| Required action |
What is needed is an exact transcription of every record.

──────────

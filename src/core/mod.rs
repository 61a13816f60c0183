//! Core error types for url-copy
//!
//! # Modules
//!
//! ## `error` - Fatal and per-asset errors
//!
//! - [`ConfigError`] - configuration problems that abort a run before any I/O
//! - [`AssetError`] - failures scoped to one `url()` token, reported as warnings
//!
//! ## `file_error` - File operation context
//!
//! - [`FileOperationError`] - an I/O error together with the operation, path,
//!   purpose and caller that produced it
//! - [`FileResultExt`] - attaches that context to any `io::Result`
//! - [`FileOps`] - the handful of async file operations the pipeline performs

pub mod error;
pub mod file_error;

pub use error::{AssetError, ConfigError};
pub use file_error::{
    FileOperation, FileOperationContext, FileOperationError, FileOps, FileResultExt,
};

──────────

| Response to this exercise |
filename src/core/mod.rs
repository 61a13816f60c0183
//! Core error types for url-copy
//!
//! # Modules
//!
//! ## `error` - Fatal and per-asset errors
//!
//! - [`ConfigError`] - configuration problems that abort a run before any I/O
//! - [`AssetError`] - failures scoped to one `url()` token, reported as warnings
//!
//! ## `file_error` - File operation context
//!
//! - [`FileOperationError`] - an I/O error together with the operation, path,
//!   purpose and caller that produced it
//! - [`FileResultExt`] - attaches that context to any `io::Result`
//! - [`FileOps`] - the handful of async file operations the pipeline performs

pub mod error;
pub mod file_error;

pub use error::{AssetError, ConfigError};
pub use file_error::{
    FileOperation, FileOperationContext, FileOperationError, FileOps, FileResultExt,
};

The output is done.